Barneys has traveled down the road of many other retailers trying to reorganize and cut expenses, including most recently Forever 21. Toys “R” Us, which at one point had about 1,600 stores, was one of the big retail bankruptcies of recent years, generating plenty of headlines in 2017 and 2018 and leading to thousands of layoffs.

But bad business plans and debt may have also put pressure on these companies and contributed to the bankruptcies. Private equity firms saddled Toys “R” Us with about $5 billion in debt in the years leading up to its bankruptcy, hurting its ability to revamp the company.

Companies have to reinvent themselves in the age of digital transformation; sometimes, leadership waits too long before taking any radical but necessary steps such as closing stores and adjusting the business model.

It’s difficult to turn around a company with mounting losses and high expenses; almost no company does it. But there are ways to remake a stumbling laggard. The Lego Group, which is private, repositioned itself as a leader in quality in the early part of the 2000s. Starbucks Corp. turned itself around in 2008. Sometimes, companies need to redefine the focus, writes Jason Wingard, dean and professor of the School of Professional Studies at Columbia University, in Forbes.

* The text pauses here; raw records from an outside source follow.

#[cfg(test)]
mod tests {
    use super::*;

    fn engine_with_player(incremental: bool) -> (ReplicationEngine, NetId) {
        let mut engine = ReplicationEngine::new(incremental);
        engine.register_class(
            "player",
            Box::new(|obj| {
                obj.declare_field(NetValueKind::Vec3); // position
                obj.declare_field(NetValueKind::I32); // health
                obj.declare_field(NetValueKind::String); // name
            }),
        );
        let net_id = engine.spawn("player", 0).unwrap();
        (engine, net_id)
    }

    #[test]
    fn test_net_ids_monotonic() {
        let (mut engine, first) = engine_with_player(true);
        let second = engine.spawn("player", 0).unwrap();
        assert!(second > first);

        engine.destroy(first);
        let third = engine.spawn("player", 0).unwrap();
        assert!(third > second, "net id reused after destroy");
    }

    #[test]
    fn test_set_field_bumps_version_on_change_only() {
        let (mut engine, id) = engine_with_player(true);

        assert!(engine.set_field(id, 1, NetValue::I32(100)).unwrap());
        let v1 = engine.get(id).unwrap().field_version(1).unwrap();

        assert!(!engine.set_field(id, 1, NetValue::I32(100)).unwrap());
        assert_eq!(engine.get(id).unwrap().field_version(1).unwrap(), v1);

        assert!(engine.set_field(id, 1, NetValue::I32(99)).unwrap());
        assert!(engine.get(id).unwrap().field_version(1).unwrap() > v1);
    }

    #[test]
    fn test_set_field_kind_checked() {
        let (mut engine, id) = engine_with_player(true);
        assert!(engine.set_field(id, 1, NetValue::F32(1.0)).is_err());
        assert!(engine.set_field(id, 9, NetValue::I32(1)).is_err());
    }

    #[test]
    fn test_stale_update_rejected() {
        let (mut engine, id) = engine_with_player(true);

        engine
            .apply_update(
                id,
                &[FieldUpdate {
                    index: 1,
                    version: 5,
                    value: NetValue::I32(50),
                }],
            )
            .unwrap();

        // An older write arriving late must not clobber the newer state.
        let applied = engine
            .apply_update(
                id,
                &[FieldUpdate {
                    index: 1,
                    version: 3,
                    value: NetValue::I32(80),
                }],
            )
            .unwrap();
        assert_eq!(applied, 0);
        assert_eq!(engine.get(id).unwrap().field(1), Some(&NetValue::I32(50)));
    }

    #[test]
    fn test_full_replication_is_authoritative() {
        let (mut engine, id) = engine_with_player(false);

        engine
            .apply_update(
                id,
                &[FieldUpdate {
                    index: 1,
                    version: 5,
                    value: NetValue::I32(50),
                }],
            )
            .unwrap();
        let applied = engine
            .apply_update(
                id,
                &[FieldUpdate {
                    index: 1,
                    version: 3,
                    value: NetValue::I32(80),
                }],
            )
            .unwrap();
        assert_eq!(applied, 1);
        assert_eq!(engine.get(id).unwrap().field(1), Some(&NetValue::I32(80)));
    }

    #[test]
    fn test_kind_mismatch_drops_whole_update() {
        let (mut engine, id) = engine_with_player(true);

        let result = engine.apply_update(
            id,
            &[
                FieldUpdate {
                    index: 1,
                    version: 1,
                    value: NetValue::I32(10),
                },
                FieldUpdate {
                    index: 0,
                    version: 1,
                    value: NetValue::Bool(true),
                },
            ],
        );
        assert!(result.is_err());
        // First field untouched even though it was valid.
        assert_eq!(engine.get(id).unwrap().field(1), Some(&NetValue::I32(0)));
    }

    #[test]
    fn test_delta_scan_sends_only_dirty_then_stops_after_ack() {
        let (mut engine, id) = engine_with_player(true);
        let mut cursor = ReplicationCursor::default();

        engine.set_field(id, 1, NetValue::I32(75)).unwrap();

        let batch = engine.build_updates(&mut cursor, 1, 4096);
        assert_eq!(batch.len(), 1);
        match &batch[0].0 {
            Message::Update { net_id, fields } => {
                assert_eq!(*net_id, id);
                assert_eq!(fields.len(), 1);
                assert_eq!(fields[0].index, 1);
            }
            other => panic!("expected Update, got {other:?}"),
        }

        // Unacked: the same field goes out again next tick.
        assert_eq!(engine.build_updates(&mut cursor, 2, 4096).len(), 1);

        cursor.mark_acked(&batch[0].1);
        assert!(engine.build_updates(&mut cursor, 3, 4096).is_empty());
    }

    #[test]
    fn test_throttled_rate_class_gates_sends() {
        let (mut engine, id) = engine_with_player(true);
        engine.get_mut(id).unwrap().rate = RateClass::Throttled(10);
        let mut cursor = ReplicationCursor::default();

        engine.set_field(id, 1, NetValue::I32(1)).unwrap();

        // Aged enough on the first tick (never sent), then gated.
        let batch = engine.build_updates(&mut cursor, 10, 4096);
        assert_eq!(batch.len(), 1);
        assert!(engine.build_updates(&mut cursor, 12, 4096).is_empty());
        assert_eq!(engine.build_updates(&mut cursor, 20, 4096).len(), 1);
    }

    #[test]
    fn test_force_replicate_sends_clean_fields() {
        let (mut engine, id) = engine_with_player(true);
        engine.get_mut(id).unwrap().flags |= NetObjectFlags::FORCE_REPLICATE;
        let mut cursor = ReplicationCursor::default();

        let batch = engine.build_updates(&mut cursor, 1, 4096);
        assert_eq!(batch.len(), 1);
        match &batch[0].0 {
            Message::Update { fields, .. } => assert_eq!(fields.len(), 3),
            other => panic!("expected Update, got {other:?}"),
        }
    }

    #[test]
    fn test_budget_defers_but_never_starves() {
        let mut engine = ReplicationEngine::new(true);
        engine.register_class(
            "blob",
            Box::new(|obj| {
                obj.declare_field(NetValueKind::String);
            }),
        );

        let mut ids = Vec::new();
        for i in 0..8 {
            let id = engine.spawn("blob", 0).unwrap();
            engine
                .set_field(id, 0, NetValue::String(format!("payload-{i}-{}", "x".repeat(100))))
                .unwrap();
            ids.push(id);
        }

        // Budget fits roughly two objects per tick; everything must still
        // arrive within a bounded number of ticks.
        let mut cursor = ReplicationCursor::default();
        let mut delivered = std::collections::HashSet::new();
        for tick in 1..=8u64 {
            for (_, manifest) in engine.build_updates(&mut cursor, tick, 300) {
                delivered.insert(manifest.net_id);
                cursor.mark_acked(&manifest);
            }
        }
        for id in &ids {
            assert!(delivered.contains(id), "object {id} starved");
        }
    }

    #[test]
    fn test_large_object_chunked_across_datagrams() {
        let mut engine = ReplicationEngine::new(true);
        engine.register_class(
            "wall",
            Box::new(|obj| {
                for _ in 0..4 {
                    obj.declare_field(NetValueKind::String);
                }
            }),
        );
        let id = engine.spawn("wall", 0).unwrap();
        for i in 0..4 {
            engine
                .set_field(id, i, NetValue::String("y".repeat(500)))
                .unwrap();
        }

        let mut cursor = ReplicationCursor::default();
        let batch = engine.build_updates(&mut cursor, 1, usize::MAX);
        assert!(batch.len() >= 2, "2000+ bytes of fields must split");
        for (message, _) in &batch {
            if let Message::Update { fields, .. } = message {
                let size: usize = fields
                    .iter()
                    .map(|f| 5 + f.value.encoded_len())
                    .sum();
                assert!(size + HEADER_SIZE + 5 <= MAX_DATAGRAM_SIZE);
            }
        }
    }

    #[test]
    fn test_remote_spawn_and_unknown_class() {
        let (mut engine, _) = engine_with_player(true);
        assert!(engine.insert_remote(50, "player", 2).is_ok());
        assert_eq!(engine.get(50).unwrap().owner, 2);
        assert!(engine.insert_remote(51, "dragon", 0).is_err());
    }
}
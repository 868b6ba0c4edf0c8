//! Networking and replication core for the Ember engine.
//!
//! Keeps game object state and remote procedure calls consistent between an
//! authoritative server and its clients over plain UDP: a reliability layer
//! on top of unreliable datagrams, per-connection delta replication with
//! bandwidth shaping, RPC routing, and session discovery. Everything is
//! driven from one [`NetContext::update`] call per game tick; nothing here
//! spawns threads or blocks.

mod connection;
mod context;
mod message;
mod reliability;
mod replication;
mod rpc;
mod session;
mod stats;
mod transport;
mod value;

pub use connection::{
    Connection, ConnectionRegistry, ConnectionState, HostId, INVALID_HOST_ID, NetHost,
};
pub use context::{NetCallbacks, NetConfig, NetContext, NetStatus};
pub use message::{
    CodecError, DEFAULT_PORT, Datagram, FieldUpdate, MAX_DATAGRAM_SIZE, Message, MessageHeader,
    MessageKind, PROTOCOL_MAGIC, PROTOCOL_VERSION, Reader, RejectReason,
};
pub use reliability::{
    AckTracker, ReceiveTracker, ReliableInbound, ReliableOutbound, sequence_greater_than,
};
pub use replication::{
    INVALID_NET_ID, NetId, NetObject, NetObjectFlags, ObjectFactory, RateClass, ReplicationCursor,
    ReplicationEngine, UpdateManifest,
};
pub use rpc::{
    MAX_RPC_PARAMS, NetFunc, NetFuncType, RpcRegistry, RpcRoute, RpcTarget, accepts_remote,
    route_call,
};
pub use session::{Discovery, DiscoveredSession, SessionInfo, SessionManager};
pub use stats::{NetworkStats, PacketLossSimulation};
pub use transport::{NetSocket, addr_to_u32, ip_to_u32, u32_to_addr, u32_to_ip};
pub use value::{NetValue, NetValueKind};

use thiserror::Error;

#[derive(Debug, Error)]
pub enum NetError {
    #[error("codec: {0}")]
    Codec(#[from] CodecError),
    #[error(transparent)]
    Io(#[from] std::io::Error),
    #[error("invalid state: {0}")]
    InvalidState(&'static str),
    #[error("unknown object {0}")]
    UnknownObject(NetId),
    #[error("no factory registered for class '{0}'")]
    UnknownClass(String),
    #[error("object {0} has no field {1}")]
    BadField(NetId, usize),
    #[error("unknown rpc index {0}")]
    UnknownFunc(u8),
    #[error("rpc '{0}' already registered")]
    DuplicateFunc(String),
    #[error("argument list does not match signature of '{0}'")]
    SignatureMismatch(String),
    #[error("too many rpc parameters ({0}, max {MAX_RPC_PARAMS})")]
    TooManyParams(usize),
}
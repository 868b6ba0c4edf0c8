mod config;

use std::cell::RefCell;
use std::collections::HashMap;
use std::rc::Rc;
use std::time::{Duration, Instant};

use anyhow::Result;
use clap::Parser;
use glam::Vec3;

use ember_net::{
    HostId, NetContext, NetFuncType, NetHost, NetId, NetValue, NetValueKind, SessionInfo,
};

use config::ServerArgs;

const FIELD_POSITION: usize = 0;
const FIELD_HEALTH: usize = 1;
const FIELD_NAME: usize = 2;

fn main() -> Result<()> {
    env_logger::init();
    let args = ServerArgs::parse();

    let mut ctx = NetContext::new(args.net_config());
    register_game(&mut ctx);

    let joined: Rc<RefCell<Vec<NetHost>>> = Rc::new(RefCell::new(Vec::new()));
    let departed: Rc<RefCell<Vec<NetHost>>> = Rc::new(RefCell::new(Vec::new()));

    let sink = Rc::clone(&joined);
    ctx.callbacks.on_connect = Some(Box::new(move |host| {
        sink.borrow_mut().push(*host);
    }));
    let sink = Rc::clone(&departed);
    ctx.callbacks.on_disconnect = Some(Box::new(move |host| {
        sink.borrow_mut().push(*host);
    }));

    ctx.open_session(SessionInfo {
        name: args.name.clone(),
        max_players: args.max_players,
        player_count: 0,
    })?;
    ctx.loss_sim.enabled = args.simulate_loss > 0.0;
    ctx.loss_sim.loss_percent = args.simulate_loss;

    log::info!(
        "'{}' listening on {} at {} Hz",
        args.name,
        ctx.local_addr().expect("session is open"),
        args.tick_rate
    );

    let tick_duration = Duration::from_secs_f64(1.0 / args.tick_rate as f64);
    let mut last_tick = Instant::now();
    let mut accumulator = Duration::ZERO;
    let mut avatars: HashMap<HostId, NetId> = HashMap::new();
    let mut elapsed = 0.0f32;
    let mut last_report = Instant::now();

    loop {
        let now = Instant::now();
        accumulator += now - last_tick;
        last_tick = now;

        while accumulator >= tick_duration {
            accumulator -= tick_duration;
            elapsed += tick_duration.as_secs_f32();

            ctx.update();

            for host in joined.borrow_mut().drain(..) {
                let net_id = ctx.spawn_object("player", host.id)?;
                ctx.set_field(net_id, FIELD_HEALTH, NetValue::I32(100))?;
                ctx.set_field(
                    net_id,
                    FIELD_NAME,
                    NetValue::String(format!("player-{}", host.id)),
                )?;
                avatars.insert(host.id, net_id);
                log::info!("spawned object {net_id} for client {}", host.id);
            }

            for host in departed.borrow_mut().drain(..) {
                if let Some(net_id) = avatars.remove(&host.id) {
                    ctx.destroy_object(net_id)?;
                    log::info!("despawned object {net_id} of client {}", host.id);
                }
            }

            // Drive some visible motion so clients have state to follow.
            for (slot, net_id) in avatars.values().enumerate() {
                let phase = elapsed + slot as f32;
                let position = Vec3::new(phase.cos() * 5.0, 1.0, phase.sin() * 5.0);
                ctx.set_field(*net_id, FIELD_POSITION, NetValue::Vec3(position))?;
            }
        }

        if last_report.elapsed() >= Duration::from_secs(5) {
            last_report = Instant::now();
            let stats = ctx.stats();
            log::info!(
                "{} client(s), {} objects, {} B out / {} B in",
                ctx.connected_count(),
                ctx.objects().count(),
                stats.bytes_sent,
                stats.bytes_received
            );
            if ctx.connected_count() > 0 {
                if let Some(net_id) = avatars.values().next() {
                    ctx.invoke_by_name(
                        "announce",
                        *net_id,
                        &[NetValue::String(format!(
                            "{} players online",
                            ctx.connected_count()
                        ))],
                    )?;
                }
            }
        }

        std::thread::sleep(Duration::from_millis(1));
    }
}

fn register_game(ctx: &mut NetContext) {
    ctx.register_class(
        "player",
        Box::new(|obj| {
            obj.declare_field(NetValueKind::Vec3);
            obj.declare_field(NetValueKind::I32);
            obj.declare_field(NetValueKind::String);
        }),
    );

    ctx.register_func(
        "announce",
        NetFuncType::Multicast,
        true,
        vec![NetValueKind::String],
        Box::new(|_, args| {
            if let Some(NetValue::String(text)) = args.first() {
                log::info!("[announce] {text}");
            }
        }),
    )
    .expect("rpc registration");

    ctx.register_func(
        "shout",
        NetFuncType::Server,
        true,
        vec![NetValueKind::String],
        Box::new(|net_id, args| {
            if let Some(NetValue::String(text)) = args.first() {
                log::info!("object {net_id} shouts: {text}");
            }
        }),
    )
    .expect("rpc registration");
}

Corporate leaders at strong companies realize that IT is no longer limited to a support function, but is an essential part of business strategy. Boards and management teams should commit to technological change. As part of this, leadership should define what success looks like, writes Roberto Torres of CIO Dive. Be adaptable. Don’t wait for competitors to encroach on your customers before making changes. Upper management must steer this ship. You can’t blame all your troubles on the internet.